A parting gift to the environmental movement, Clinton’s “roadless rule” was about much more than just roads.

In the words of Earthjustice, the directive ended “virtually all logging … and coal, gas, oil, and other mineral leasing” in those 58 million acres.

That’s not to mention the roadless rule’s quashing of green hydropower and geothermal energy development, or just about any other economic activity that would involve more than flying over, boating around or walking into the restricted areas.

Given the roadless rule’s stranglehold on the economic potential of areas such as Southeast Alaska, it wasn’t a surprise that Clinton’s immediate successor in office, President George W. Bush, began working to slow, if not block, the rule’s implementation. States, business interests and environmental groups quickly joined the fight, which has pinged like a pinball from court to court ever since.

In recent years, the legal battle has focused on the roadless rule in the Tongass National Forest.

The Tongass was exempted from the roadless rule by a 9th Circuit Court of Appeals split decision in early 2014, but, this past July, another and larger 9th Circuit panel ruled that the Tongass exemption is illegal.
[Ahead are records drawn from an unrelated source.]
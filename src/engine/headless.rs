use std::collections::BTreeMap;

use log::debug;

use super::{
    HandleAllocator, InteractionId, InteractionSpec, LayerId, LayerSpec, MapEngine, MountTarget,
    OverlayId, OverlaySpec,
};
use crate::error::EngineError;
use crate::geometry::Coordinate;

/// One call made into the engine, in the order it happened
#[derive(Debug, Clone, PartialEq)]
pub enum EngineCall {
    Mount(String),
    Unmount,
    AddLayer(LayerId),
    RemoveLayer(LayerId),
    AddInteraction(InteractionId, InteractionSpec),
    RemoveInteraction(InteractionId),
    AddOverlay(OverlayId),
    SetOverlayPosition(OverlayId, Option<Coordinate>),
    RemoveOverlay(OverlayId),
}

#[derive(Debug, Clone)]
struct OverlayState {
    spec: OverlaySpec,
    position: Option<Coordinate>,
}

/// A map engine without a surface.
///
/// Keeps track of everything attached to it so the host can run headless
/// and so the attachment invariants can be inspected.
#[derive(Debug, Default)]
pub struct HeadlessEngine {
    handles: HandleAllocator,
    /// `None` accepts any non-empty target id
    known_targets: Option<Vec<String>>,
    mounted: Option<String>,
    layers: BTreeMap<LayerId, LayerSpec>,
    interactions: BTreeMap<InteractionId, InteractionSpec>,
    overlays: BTreeMap<OverlayId, OverlayState>,
    calls: Vec<EngineCall>,
}

impl HeadlessEngine {
    pub fn new() -> Self {
        Self::default()
    }

    /// An engine that can only mount on the given target ids
    pub fn with_targets<I, S>(targets: I) -> Self
    where
        I: IntoIterator<Item = S>,
        S: Into<String>,
    {
        Self {
            known_targets: Some(targets.into_iter().map(Into::into).collect()),
            ..Self::default()
        }
    }

    pub fn is_mounted(&self) -> bool {
        self.mounted.is_some()
    }

    pub fn layers(&self) -> impl Iterator<Item = (LayerId, &LayerSpec)> {
        self.layers.iter().map(|(id, spec)| (*id, spec))
    }

    pub fn interactions(&self) -> impl Iterator<Item = (InteractionId, InteractionSpec)> + '_ {
        self.interactions.iter().map(|(id, spec)| (*id, *spec))
    }

    pub fn draw_interaction_count(&self) -> usize {
        self.interactions.values().filter(|s| s.is_draw()).count()
    }

    pub fn modify_interaction_count(&self) -> usize {
        self.interactions
            .values()
            .filter(|s| matches!(s, InteractionSpec::Modify))
            .count()
    }

    pub fn has_interaction(&self, id: InteractionId) -> bool {
        self.interactions.contains_key(&id)
    }

    pub fn overlay_count(&self) -> usize {
        self.overlays.len()
    }

    pub fn overlay_spec(&self, id: OverlayId) -> Option<&OverlaySpec> {
        self.overlays.get(&id).map(|o| &o.spec)
    }

    pub fn overlay_position(&self, id: OverlayId) -> Option<Coordinate> {
        self.overlays.get(&id).and_then(|o| o.position)
    }

    /// Every call made so far
    pub fn calls(&self) -> &[EngineCall] {
        &self.calls
    }

    pub fn clear_calls(&mut self) {
        self.calls.clear();
    }
}

impl MapEngine for HeadlessEngine {
    fn mount(&mut self, target: &MountTarget) -> Result<(), EngineError> {
        if target.id.is_empty() {
            return Err(EngineError::NoMountTarget(target.id.clone()));
        }
        if let Some(known) = &self.known_targets {
            if !known.contains(&target.id) {
                return Err(EngineError::NoMountTarget(target.id.clone()));
            }
        }
        if self.mounted.is_some() {
            return Err(EngineError::MountFailed("surface is already mounted".to_string()));
        }
        debug!("headless engine mounted on '{}'", target.id);
        self.mounted = Some(target.id.clone());
        self.calls.push(EngineCall::Mount(target.id.clone()));
        Ok(())
    }

    fn unmount(&mut self) {
        self.mounted = None;
        self.calls.push(EngineCall::Unmount);
    }

    fn add_layer(&mut self, layer: LayerSpec) -> LayerId {
        let id = self.handles.layer();
        self.layers.insert(id, layer);
        self.calls.push(EngineCall::AddLayer(id));
        id
    }

    fn remove_layer(&mut self, id: LayerId) {
        self.layers.remove(&id);
        self.calls.push(EngineCall::RemoveLayer(id));
    }

    fn add_interaction(&mut self, interaction: InteractionSpec) -> InteractionId {
        let id = self.handles.interaction();
        self.interactions.insert(id, interaction);
        self.calls.push(EngineCall::AddInteraction(id, interaction));
        id
    }

    fn remove_interaction(&mut self, id: InteractionId) {
        self.interactions.remove(&id);
        self.calls.push(EngineCall::RemoveInteraction(id));
    }

    fn add_overlay(&mut self, overlay: OverlaySpec) -> OverlayId {
        let id = self.handles.overlay();
        self.overlays.insert(
            id,
            OverlayState {
                spec: overlay,
                position: None,
            },
        );
        self.calls.push(EngineCall::AddOverlay(id));
        id
    }

    fn set_overlay_position(&mut self, id: OverlayId, position: Option<Coordinate>) {
        if let Some(overlay) = self.overlays.get_mut(&id) {
            overlay.position = position;
        }
        self.calls.push(EngineCall::SetOverlayPosition(id, position));
    }

    fn remove_overlay(&mut self, id: OverlayId) {
        self.overlays.remove(&id);
        self.calls.push(EngineCall::RemoveOverlay(id));
    }
}
use egui::load::{SizeHint, TexturePoll};
use egui::{
    Align2, Color32, CursorIcon, FontId, Mesh, Painter, Pos2, Rect, Sense, Shape, Stroke, TextureOptions, Ui,
    Vec2,
};
use log::{debug, info, trace};

use super::tiles::{self, TileSource};
use super::triangulate::triangulate;
use super::{
    HandleAllocator, InteractionId, InteractionSpec, LayerId, LayerSpec, MapEngine, MapView,
    MountTarget, OverlayId, OverlaySpec, Sketch,
};
use crate::config::{MapConfig, Positioning, VectorStyle};
use crate::error::EngineError;
use crate::event::EngineEvent;
use crate::geometry::{Coordinate, Geometry, GeometryKind, VertexPath};
use crate::projection::HALF_WORLD;
use crate::store::{FeatureId, GeometryStore};

const BACKGROUND: Color32 = Color32::from_rgb(0xaa, 0xd3, 0xdf);
const WORLD_FILL: Color32 = Color32::from_rgb(0xf2, 0xef, 0xe9);
const GRID_COLOR: Color32 = Color32::from_gray(200);
const SKETCH_COLOR: Color32 = Color32::from_rgb(0x33, 0x99, 0xcc);
/// Horizontal offsets of the world copies drawn when the vector layer wraps
static WORLD_SHIFTS: [f64; 3] = [-2.0 * HALF_WORLD, 0.0, 2.0 * HALF_WORLD];

#[derive(Debug, Clone, Copy)]
struct VertexGrab {
    feature: FeatureId,
    vertex: VertexPath,
    /// World copy the vertex was grabbed on
    shift: f64,
}

#[derive(Debug, Clone)]
struct Overlay {
    spec: OverlaySpec,
    position: Option<Coordinate>,
}

impl Overlay {
    /// Screen center of the marker dot for the overlay's positioning
    fn anchor(&self, pos: Pos2) -> Pos2 {
        let r = self.spec.marker.radius;
        match self.spec.marker.positioning {
            Positioning::CenterCenter => pos,
            Positioning::TopLeft => pos + Vec2::splat(r),
            Positioning::BottomCenter => pos - Vec2::new(0.0, r),
        }
    }
}

/// An interactive map engine drawn with egui.
///
/// Renders raster tiles from the base layer's source, the vector layer from
/// the geometry store, the in-progress sketch and the marker overlay.
/// Dragging pans, scrolling zooms.
///
/// Tiles are fetched through the context's image loaders, so
/// `egui_extras::install_image_loaders` must have run for imagery to show.
pub struct EguiMapEngine {
    handles: HandleAllocator,
    view: MapView,
    vertex_tolerance: f32,
    mounted: Option<egui::Id>,
    layers: Vec<(LayerId, LayerSpec)>,
    draws: Vec<(InteractionId, Sketch)>,
    modify: Option<InteractionId>,
    grab: Option<VertexGrab>,
    overlays: Vec<(OverlayId, Overlay)>,
}

impl std::fmt::Debug for EguiMapEngine {
    fn fmt(&self, f: &mut std::fmt::Formatter<'_>) -> std::fmt::Result {
        f.debug_struct("EguiMapEngine")
            .field("view", &self.view)
            .field("mounted", &self.mounted.is_some())
            .field("layers", &self.layers.len())
            .field("draws", &self.draws.len())
            .field("modify", &self.modify)
            .finish()
    }
}
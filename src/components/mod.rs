mod mode_button;

pub use mode_button::ModeButton;
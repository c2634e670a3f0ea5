use thiserror::Error;

/// Errors surfaced by the map view host
#[derive(Debug, Error)]
pub enum MapError {
    /// The map surface could not be mounted; the host never reached `Ready`
    #[error("failed to initialize map on '{target}': {reason}")]
    InitializationFailure { target: String, reason: String },

    #[error("map view is already initialized")]
    AlreadyInitialized,

    #[error("map view has been disposed")]
    Disposed,
}

/// Errors raised while reading coordinates out of a finished geometry
#[derive(Debug, Clone, PartialEq, Error)]
pub enum GeometryError {
    #[error("malformed {kind} geometry: {reason}")]
    Malformed { kind: String, reason: String },
}

/// Errors reported by a map engine implementation
#[derive(Debug, Error)]
pub enum EngineError {
    #[error("no mount target named '{0}'")]
    NoMountTarget(String),

    #[error("mount failed: {0}")]
    MountFailed(String),
}

/// Errors that can occur while loading a config file
#[derive(Debug, Error)]
pub enum ConfigError {
    #[error("failed to read config: {0}")]
    Read(#[from] std::io::Error),

    #[error("invalid config: {0}")]
    Parse(#[from] serde_json::Error),
}
mod bus;
mod events;

pub use bus::EventBus;
pub use events::{DrawnFeature, EngineEvent, MapViewEvent};

/// Receives events published by the map view host
pub trait EventHandler {
    fn handle_event(&mut self, event: &MapViewEvent);
}

/// Logs every event at debug level
#[derive(Debug, Default)]
pub struct LogEventHandler;

impl EventHandler for LogEventHandler {
    fn handle_event(&mut self, event: &MapViewEvent) {
        log::debug!("map view event: {:?}", event);
    }
}
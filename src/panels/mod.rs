mod map_panel;
mod mode_panel;

pub use map_panel::map_panel;
pub use mode_panel::mode_panel;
All of which brings us to Tuesday, when the Alaska Attorney General’s office announced that the state has petitioned the U.S. Supreme Court to review the most recent appeals court decision.

The state is essentially arguing that elections matter, targeting the appeals court’s assertion that Clinton’s policy should remain in place regardless of the policy goals of Bush (or, we suppose, any current of future president).

“The petition argues that the 9th Circuit violated a basic principle of administrative law in ruling that the new administration’s different political values and policy priorities were not a sufficient justification for changing the policies of the previous administration,” according to the state’s petition announcement.

That makes sense. The U.S. Constitution sets the basic parameters for federal government operations. Beyond that, presidents and members of Congress are constantly engaged in shaping policies based upon their political views and priorities.

For a court to freeze one president’s policy in place and argue that it can’t be changed by a future president who has different views is, well, a bit nuts.

If all the policy decisions have been made already, we might as well shutter the White House and close Congress, in addition to a whole mess of policy-generating agency bureaucracies. That might sound like a great idea sometimes, but it’s not how our system of government is supposed to work.

This seems like an issue of broad national interest that the U.S. Supreme Court would be interested in taking up — and should take up.

As for the roadless rule, our view is that the Tongass National Forest should be remain exempt in order to maintain the possibility of balanced economic opportunities for a region that relies on natural resources.

There are enough regulations and processes in place, without a roadless rule, to ensure environmental protections.